-- EXERCISE GOAL --
Reply with each record repeated exactly.

-- SUPPLIED MATERIAL --

--- --- ---

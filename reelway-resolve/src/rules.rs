//! Ordered extraction rules.
//!
//! Each table is tried top to bottom and the first match wins. Specific
//! patterns sit above generic fallbacks, so the order of every table is part
//! of its behavior.

use std::sync::LazyLock;

use regex::Regex;

use crate::types::MirrorKind;

/// A single `(matcher, extractor)` pair.
#[derive(Debug)]
pub struct ExtractionRule {
    pub name: &'static str,
    pattern: Regex,
    group: usize,
}

impl ExtractionRule {
    /// Compiles a rule from a constant pattern.
    ///
    /// # Panics
    /// Panics if `pattern` is not a valid regex. Rules are only built from
    /// the literal tables in this module, all of which are forced by
    /// `test_all_tables_compile`.
    fn new(name: &'static str, pattern: &str, group: usize) -> Self {
        let pattern = Regex::new(pattern)
            .unwrap_or_else(|e| panic!("extraction rule {name} has an invalid pattern: {e}"));
        Self {
            name,
            pattern,
            group,
        }
    }

    /// Applies the rule to `body`, returning the unescaped capture.
    pub fn extract(&self, body: &str) -> Option<String> {
        let captures = self.pattern.captures(body)?;
        let value = unescape(captures.get(self.group)?.as_str());
        (!value.is_empty()).then_some(value)
    }
}

/// Returns the first rule in `rules` that matches, with its value.
pub fn first_match<'a>(
    rules: &'a [ExtractionRule],
    body: &str,
) -> Option<(&'a ExtractionRule, String)> {
    rules
        .iter()
        .find_map(|rule| rule.extract(body).map(|value| (rule, value)))
}

/// Undoes the JavaScript and HTML escaping mirrors wrap URLs in.
pub fn unescape(raw: &str) -> String {
    raw.replace("\\/", "/")
        .replace("\\u0026", "&")
        .replace("&amp;", "&")
        .replace("&#038;", "&")
}

/// Media URL rules for a mirror page.
pub static PAGE_RULES: LazyLock<Vec<ExtractionRule>> = LazyLock::new(|| {
    vec![
        ExtractionRule::new(
            "vcdnx-hls-source",
            r#"src="(https://hls[^"]*vcdnx\.com[^"]*)""#,
            1,
        ),
        ExtractionRule::new("m3u8-source", r#"src="([^"]*\.m3u8[^"]*)""#, 1),
        ExtractionRule::new("m3u8-player-file", r#"file:\s*"([^"]*\.m3u8[^"]*)""#, 1),
        ExtractionRule::new(
            "locations-array",
            r#"var\s+locations\s*=\s*\[\s*"([^"]+)""#,
            1,
        ),
    ]
});

/// Playlist rules for an HLS player page.
pub static HLS_GATEWAY_RULES: LazyLock<Vec<ExtractionRule>> = LazyLock::new(|| {
    vec![
        ExtractionRule::new("hls-m3u8-source", r#"src="([^"]*hls[^"]*\.m3u8[^"]*)""#, 1),
        ExtractionRule::new("m3u8-player-file", r#"file:\s*"([^"]*\.m3u8[^"]*)""#, 1),
        ExtractionRule::new("bare-hls-m3u8", r#"https://[^"\s]*hls[^"\s]*\.m3u8[^"\s]*"#, 0),
    ]
});

/// HLS host rule for a vcdn landing page.
pub static VCDN_GATEWAY_RULES: LazyLock<Vec<ExtractionRule>> = LazyLock::new(|| {
    vec![ExtractionRule::new(
        "vcdnx-hls-host",
        r#"src="(https://hls[0-9]*\.vcdnx\.com/hls/[^"]*)""#,
        1,
    )]
});

/// First hyperlink whose target is a magnet URI.
pub static MAGNET_RULE: LazyLock<ExtractionRule> = LazyLock::new(|| {
    ExtractionRule::new("magnet-href", r#"href\s*=\s*["'](magnet:\?[^"']+)["']"#, 1)
});

/// Rules for the second fetch of a gateway mirror.
pub fn gateway_rules(kind: MirrorKind) -> &'static [ExtractionRule] {
    match kind {
        MirrorKind::VcdnGateway => &VCDN_GATEWAY_RULES,
        _ => &HLS_GATEWAY_RULES,
    }
}

#[cfg(test)]
mod tests {
    use super::*;

    #[test]
    fn test_all_tables_compile() {
        assert_eq!(PAGE_RULES.len(), 4);
        assert_eq!(HLS_GATEWAY_RULES.len(), 3);
        assert_eq!(VCDN_GATEWAY_RULES.len(), 1);
        assert_eq!(MAGNET_RULE.name, "magnet-href");

        let names: Vec<_> = PAGE_RULES
            .iter()
            .chain(HLS_GATEWAY_RULES.iter())
            .chain(VCDN_GATEWAY_RULES.iter())
            .chain(std::iter::once(&*MAGNET_RULE))
            .map(|rule| rule.name)
            .collect();
        assert!(names.iter().all(|name| !name.is_empty()));
    }

    #[test]
    #[should_panic(expected = "extraction rule broken has an invalid pattern")]
    fn test_invalid_pattern_panics_with_rule_name() {
        ExtractionRule::new("broken", "(unclosed", 1);
    }

    #[test]
    fn test_unescape() {
        assert_eq!(
            unescape(r"https:\/\/cdn.example\/v.m3u8?a=1&b=2&amp;c=3&#038;d=4"),
            "https://cdn.example/v.m3u8?a=1&b=2&c=3&d=4"
        );
    }

    #[test]
    fn test_m3u8_source_beats_locations_array() {
        let body = r#"
            <script>var locations = ["https:\/\/vcdnlare.com\/v\/abc"];</script>
            <video><source src="https://cdn.example/movie/index.m3u8"></video>
        "#;
        let (rule, url) = first_match(&PAGE_RULES, body).unwrap();
        assert_eq!(rule.name, "m3u8-source");
        assert_eq!(url, "https://cdn.example/movie/index.m3u8");
    }

    #[test]
    fn test_vcdnx_source_is_most_specific() {
        let body = r#"
            <source src="https://other.example/alt.m3u8">
            <iframe src="https://hls2.vcdnx.com/hls/abc/index.m3u8"></iframe>
        "#;
        let (rule, url) = first_match(&PAGE_RULES, body).unwrap();
        assert_eq!(rule.name, "vcdnx-hls-source");
        assert_eq!(url, "https://hls2.vcdnx.com/hls/abc/index.m3u8");
    }

    #[test]
    fn test_player_file_rule() {
        let body = r#"jwplayer("p").setup({ file:"https:\/\/cdn.example\/x\/master.m3u8", autostart: true });"#;
        let (rule, url) = first_match(&PAGE_RULES, body).unwrap();
        assert_eq!(rule.name, "m3u8-player-file");
        assert_eq!(url, "https://cdn.example/x/master.m3u8");
    }

    #[test]
    fn test_locations_array_fallback() {
        let body = r#"<script>var locations = ["https:\/\/streamtape.com\/e\/xyz","https:\/\/other"];</script>"#;
        let (rule, url) = first_match(&PAGE_RULES, body).unwrap();
        assert_eq!(rule.name, "locations-array");
        assert_eq!(url, "https://streamtape.com/e/xyz");
    }

    #[test]
    fn test_no_page_rule_matches_plain_html() {
        assert!(first_match(&PAGE_RULES, "<html><body>nothing</body></html>").is_none());
    }

    #[test]
    fn test_bare_hls_gateway_rule_uses_whole_match() {
        let body = "playlist at https://edge.example/hls/abc/index.m3u8 end";
        let (rule, url) = first_match(&HLS_GATEWAY_RULES, body).unwrap();
        assert_eq!(rule.name, "bare-hls-m3u8");
        assert_eq!(url, "https://edge.example/hls/abc/index.m3u8");
    }

    #[test]
    fn test_magnet_rule_unescapes_entities() {
        let body = r#"<a class="mv_button_css" href="magnet:?xt=urn:btih:0123456789abcdef0123456789abcdef01234567&amp;dn=Film&#038;tr=udp%3A%2F%2Ftracker">Magnet</a>"#;
        assert_eq!(
            MAGNET_RULE.extract(body).unwrap(),
            "magnet:?xt=urn:btih:0123456789abcdef0123456789abcdef01234567&dn=Film&tr=udp%3A%2F%2Ftracker"
        );
    }

    #[test]
    fn test_magnet_rule_ignores_other_links() {
        assert!(MAGNET_RULE.extract(r#"<a href="https://example.com">x</a>"#).is_none());
    }
}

--- --- ---

-- SOLVED PROBLEM --
filename reelway-resolve/src/rules.rs
//! Ordered extraction rules.
//!
//! Each table is tried top to bottom and the first match wins. Specific
//! patterns sit above generic fallbacks, so the order of every table is part
//! of its behavior.

use std::sync::LazyLock;

use regex::Regex;

use crate::types::MirrorKind;

/// A single `(matcher, extractor)` pair.
#[derive(Debug)]
pub struct ExtractionRule {
    pub name: &'static str,
    pattern: Regex,
    group: usize,
}

impl ExtractionRule {
    /// Compiles a rule from a constant pattern.
    ///
    /// # Panics
    /// Panics if `pattern` is not a valid regex. Rules are only built from
    /// the literal tables in this module, all of which are forced by
    /// `test_all_tables_compile`.
    fn new(name: &'static str, pattern: &str, group: usize) -> Self {
        let pattern = Regex::new(pattern)
            .unwrap_or_else(|e| panic!("extraction rule {name} has an invalid pattern: {e}"));
        Self {
            name,
            pattern,
            group,
        }
    }

    /// Applies the rule to `body`, returning the unescaped capture.
    pub fn extract(&self, body: &str) -> Option<String> {
        let captures = self.pattern.captures(body)?;
        let value = unescape(captures.get(self.group)?.as_str());
        (!value.is_empty()).then_some(value)
    }
}

/// Returns the first rule in `rules` that matches, with its value.
pub fn first_match<'a>(
    rules: &'a [ExtractionRule],
    body: &str,
) -> Option<(&'a ExtractionRule, String)> {
    rules
        .iter()
        .find_map(|rule| rule.extract(body).map(|value| (rule, value)))
}

/// Undoes the JavaScript and HTML escaping mirrors wrap URLs in.
pub fn unescape(raw: &str) -> String {
    raw.replace("\\/", "/")
        .replace("\\u0026", "&")
        .replace("&amp;", "&")
        .replace("&#038;", "&")
}

/// Media URL rules for a mirror page.
pub static PAGE_RULES: LazyLock<Vec<ExtractionRule>> = LazyLock::new(|| {
    vec![
        ExtractionRule::new(
            "vcdnx-hls-source",
            r#"src="(https://hls[^"]*vcdnx\.com[^"]*)""#,
            1,
        ),
        ExtractionRule::new("m3u8-source", r#"src="([^"]*\.m3u8[^"]*)""#, 1),
        ExtractionRule::new("m3u8-player-file", r#"file:\s*"([^"]*\.m3u8[^"]*)""#, 1),
        ExtractionRule::new(
            "locations-array",
            r#"var\s+locations\s*=\s*\[\s*"([^"]+)""#,
            1,
        ),
    ]
});

/// Playlist rules for an HLS player page.
pub static HLS_GATEWAY_RULES: LazyLock<Vec<ExtractionRule>> = LazyLock::new(|| {
    vec![
        ExtractionRule::new("hls-m3u8-source", r#"src="([^"]*hls[^"]*\.m3u8[^"]*)""#, 1),
        ExtractionRule::new("m3u8-player-file", r#"file:\s*"([^"]*\.m3u8[^"]*)""#, 1),
        ExtractionRule::new("bare-hls-m3u8", r#"https://[^"\s]*hls[^"\s]*\.m3u8[^"\s]*"#, 0),
    ]
});

/// HLS host rule for a vcdn landing page.
pub static VCDN_GATEWAY_RULES: LazyLock<Vec<ExtractionRule>> = LazyLock::new(|| {
    vec![ExtractionRule::new(
        "vcdnx-hls-host",
        r#"src="(https://hls[0-9]*\.vcdnx\.com/hls/[^"]*)""#,
        1,
    )]
});

/// First hyperlink whose target is a magnet URI.
pub static MAGNET_RULE: LazyLock<ExtractionRule> = LazyLock::new(|| {
    ExtractionRule::new("magnet-href", r#"href\s*=\s*["'](magnet:\?[^"']+)["']"#, 1)
});

/// Rules for the second fetch of a gateway mirror.
pub fn gateway_rules(kind: MirrorKind) -> &'static [ExtractionRule] {
    match kind {
        MirrorKind::VcdnGateway => &VCDN_GATEWAY_RULES,
        _ => &HLS_GATEWAY_RULES,
    }
}

#[cfg(test)]
mod tests {
    use super::*;

    #[test]
    fn test_all_tables_compile() {
        assert_eq!(PAGE_RULES.len(), 4);
        assert_eq!(HLS_GATEWAY_RULES.len(), 3);
        assert_eq!(VCDN_GATEWAY_RULES.len(), 1);
        assert_eq!(MAGNET_RULE.name, "magnet-href");

        let names: Vec<_> = PAGE_RULES
            .iter()
            .chain(HLS_GATEWAY_RULES.iter())
            .chain(VCDN_GATEWAY_RULES.iter())
            .chain(std::iter::once(&*MAGNET_RULE))
            .map(|rule| rule.name)
            .collect();
        assert!(names.iter().all(|name| !name.is_empty()));
    }

    #[test]
    #[should_panic(expected = "extraction rule broken has an invalid pattern")]
    fn test_invalid_pattern_panics_with_rule_name() {
        ExtractionRule::new("broken", "(unclosed", 1);
    }

    #[test]
    fn test_unescape() {
        assert_eq!(
            unescape(r"https:\/\/cdn.example\/v.m3u8?a=1&b=2&amp;c=3&#038;d=4"),
            "https://cdn.example/v.m3u8?a=1&b=2&c=3&d=4"
        );
    }

    #[test]
    fn test_m3u8_source_beats_locations_array() {
        let body = r#"
            <script>var locations = ["https:\/\/vcdnlare.com\/v\/abc"];</script>
            <video><source src="https://cdn.example/movie/index.m3u8"></video>
        "#;
        let (rule, url) = first_match(&PAGE_RULES, body).unwrap();
        assert_eq!(rule.name, "m3u8-source");
        assert_eq!(url, "https://cdn.example/movie/index.m3u8");
    }

    #[test]
    fn test_vcdnx_source_is_most_specific() {
        let body = r#"
            <source src="https://other.example/alt.m3u8">
            <iframe src="https://hls2.vcdnx.com/hls/abc/index.m3u8"></iframe>
        "#;
        let (rule, url) = first_match(&PAGE_RULES, body).unwrap();
        assert_eq!(rule.name, "vcdnx-hls-source");
        assert_eq!(url, "https://hls2.vcdnx.com/hls/abc/index.m3u8");
    }

    #[test]
    fn test_player_file_rule() {
        let body = r#"jwplayer("p").setup({ file:"https:\/\/cdn.example\/x\/master.m3u8", autostart: true });"#;
        let (rule, url) = first_match(&PAGE_RULES, body).unwrap();
        assert_eq!(rule.name, "m3u8-player-file");
        assert_eq!(url, "https://cdn.example/x/master.m3u8");
    }

    #[test]
    fn test_locations_array_fallback() {
        let body = r#"<script>var locations = ["https:\/\/streamtape.com\/e\/xyz","https:\/\/other"];</script>"#;
        let (rule, url) = first_match(&PAGE_RULES, body).unwrap();
        assert_eq!(rule.name, "locations-array");
        assert_eq!(url, "https://streamtape.com/e/xyz");
    }

    #[test]
    fn test_no_page_rule_matches_plain_html() {
        assert!(first_match(&PAGE_RULES, "<html><body>nothing</body></html>").is_none());
    }

    #[test]
    fn test_bare_hls_gateway_rule_uses_whole_match() {
        let body = "playlist at https://edge.example/hls/abc/index.m3u8 end";
        let (rule, url) = first_match(&HLS_GATEWAY_RULES, body).unwrap();
        assert_eq!(rule.name, "bare-hls-m3u8");
        assert_eq!(url, "https://edge.example/hls/abc/index.m3u8");
    }

    #[test]
    fn test_magnet_rule_unescapes_entities() {
        let body = r#"<a class="mv_button_css" href="magnet:?xt=urn:btih:0123456789abcdef0123456789abcdef01234567&amp;dn=Film&#038;tr=udp%3A%2F%2Ftracker">Magnet</a>"#;
        assert_eq!(
            MAGNET_RULE.extract(body).unwrap(),
            "magnet:?xt=urn:btih:0123456789abcdef0123456789abcdef01234567&dn=Film&tr=udp%3A%2F%2Ftracker"
        );
    }

    #[test]
    fn test_magnet_rule_ignores_other_links() {
        assert!(MAGNET_RULE.extract(r#"<a href="https://example.com">x</a>"#).is_none());
    }
}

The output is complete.